Repeat exactly the lines from the first line of the records through the line containing "use rand::RngCore;", and nothing more.

(Records shown)

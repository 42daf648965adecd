//! AES-256-GCM authenticated encryption
//!
//! Fallback envelopes store `salt || iv || auth_tag || ciphertext`:
//! - IV: 12 bytes (96 bits) - standard for GCM
//! - Auth tag: 16 bytes (128 bits)
//! - Ciphertext: variable length

use aes_gcm::{
    aead::{Aead, KeyInit},
    Aes256Gcm, Nonce,
};
use rand::RngCore;

use super::DerivedKey;
use crate::error::SecureStoreError;

/// GCM nonce length in bytes
pub const IV_LEN: usize = 12;

/// GCM authentication tag length in bytes
pub const AUTH_TAG_LEN: usize = 16;

/// Encrypted data with IV and auth tag
#[derive(Debug, Clone)]
pub struct EncryptedData {
    /// Initialization vector (12 bytes for GCM)
    pub iv: [u8; IV_LEN],
    /// Authentication tag (16 bytes)
    pub auth_tag: [u8; AUTH_TAG_LEN],
    /// Encrypted ciphertext
    pub ciphertext: Vec<u8>,
}

impl EncryptedData {
    /// Split `iv || auth_tag || ciphertext`
    pub fn from_bytes(bytes: &[u8]) -> Option<Self> {
        if bytes.len() < IV_LEN + AUTH_TAG_LEN {
            return None;
        }
        let (iv, rest) = bytes.split_at(IV_LEN);
        let (auth_tag, ciphertext) = rest.split_at(AUTH_TAG_LEN);

        Some(Self {
            iv: iv.try_into().ok()?,
            auth_tag: auth_tag.try_into().ok()?,
            ciphertext: ciphertext.to_vec(),
        })
    }

    /// Append `iv || auth_tag || ciphertext` to `out`
    pub fn write_to(&self, out: &mut Vec<u8>) {
        out.extend_from_slice(&self.iv);
        out.extend_from_slice(&self.auth_tag);
        out.extend_from_slice(&self.ciphertext);
    }
}

/// Encrypt plaintext using AES-256-GCM with a random IV
pub fn encrypt(plaintext: &[u8], key: &DerivedKey) -> Result<EncryptedData, SecureStoreError> {
    let cipher = Aes256Gcm::new_from_slice(key.as_bytes())
        .map_err(|e| SecureStoreError::unavailable(format!("Encryption failed: {e}")))?;

    let mut iv = [0u8; IV_LEN];
    rand::thread_rng().fill_bytes(&mut iv);
    let nonce = Nonce::from_slice(&iv);

    // aes-gcm appends the auth tag to the ciphertext
    let ciphertext_with_tag = cipher
        .encrypt(nonce, plaintext)
        .map_err(|e| SecureStoreError::unavailable(format!("Encryption failed: {e}")))?;

    if ciphertext_with_tag.len() < AUTH_TAG_LEN {
        return Err(SecureStoreError::unavailable(
            "Encryption failed: ciphertext too short",
        ));
    }

    let tag_start = ciphertext_with_tag.len() - AUTH_TAG_LEN;
    let mut auth_tag = [0u8; AUTH_TAG_LEN];
    auth_tag.copy_from_slice(&ciphertext_with_tag[tag_start..]);

    Ok(EncryptedData {
        iv,
        auth_tag,
        ciphertext: ciphertext_with_tag[..tag_start].to_vec(),
    })
}

/// Decrypt and verify; any tag mismatch is reported as corruption
pub fn decrypt(encrypted: &EncryptedData, key: &DerivedKey) -> Result<Vec<u8>, SecureStoreError> {
    let cipher = Aes256Gcm::new_from_slice(key.as_bytes())
        .map_err(|e| SecureStoreError::corrupt(format!("Decryption failed: {e}")))?;

    let nonce = Nonce::from_slice(&encrypted.iv);

    let mut ciphertext_with_tag = encrypted.ciphertext.clone();
    ciphertext_with_tag.extend_from_slice(&encrypted.auth_tag);

    cipher
        .decrypt(nonce, ciphertext_with_tag.as_slice())
        .map_err(|_| SecureStoreError::corrupt("Decryption failed: authentication tag mismatch"))
}

#[cfg(test)]
mod tests {
    use super::*;
    use crate::error::ErrorCode;

    fn test_key(byte: u8) -> DerivedKey {
        DerivedKey::new([byte; 32])
    }

    #[test]
    fn test_encrypt_decrypt_roundtrip() {
        let key = test_key(1);
        let plaintext = b"sk-proj-abc123xyz789";

        let encrypted = encrypt(plaintext, &key).unwrap();
        let decrypted = decrypt(&encrypted, &key).unwrap();

        assert_eq!(decrypted, plaintext);
    }

    #[test]
    fn test_byte_layout() {
        let key = test_key(1);
        let encrypted = encrypt(b"value", &key).unwrap();

        let mut bytes = Vec::new();
        encrypted.write_to(&mut bytes);
        assert_eq!(bytes.len(), IV_LEN + AUTH_TAG_LEN + 5);

        let parsed = EncryptedData::from_bytes(&bytes).unwrap();
        assert_eq!(parsed.iv, encrypted.iv);
        assert_eq!(parsed.auth_tag, encrypted.auth_tag);
        assert_eq!(decrypt(&parsed, &key).unwrap(), b"value");
    }

    #[test]
    fn test_short_input_rejected() {
        assert!(EncryptedData::from_bytes(&[0u8; IV_LEN + AUTH_TAG_LEN - 1]).is_none());
    }

    #[test]
    fn test_different_ivs_produce_different_ciphertext() {
        let key = test_key(1);

        let encrypted1 = encrypt(b"same plaintext", &key).unwrap();
        let encrypted2 = encrypt(b"same plaintext", &key).unwrap();

        assert_ne!(encrypted1.iv, encrypted2.iv);
        assert_ne!(encrypted1.ciphertext, encrypted2.ciphertext);
    }

    #[test]
    fn test_wrong_key_is_corrupt() {
        let encrypted = encrypt(b"secret data", &test_key(1)).unwrap();
        let err = decrypt(&encrypted, &test_key(2)).unwrap_err();

        assert_eq!(err.code, ErrorCode::Corrupt);
    }

    #[test]
    fn test_tampered_auth_tag_is_corrupt() {
        let key = test_key(1);
        let mut encrypted = encrypt(b"secret data", &key).unwrap();
        encrypted.auth_tag[0] ^= 0xFF;

        let err = decrypt(&encrypted, &key).unwrap_err();
        assert_eq!(err.code, ErrorCode::Corrupt);
    }
}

(End Records shown)

— Reply to the exercise —
repository 42daf648965adecd
//! AES-256-GCM authenticated encryption
//!
//! Fallback envelopes store `salt || iv || auth_tag || ciphertext`:
//! - IV: 12 bytes (96 bits) - standard for GCM
//! - Auth tag: 16 bytes (128 bits)
//! - Ciphertext: variable length

use aes_gcm::{
    aead::{Aead, KeyInit},
    Aes256Gcm, Nonce,
};
use rand::RngCore;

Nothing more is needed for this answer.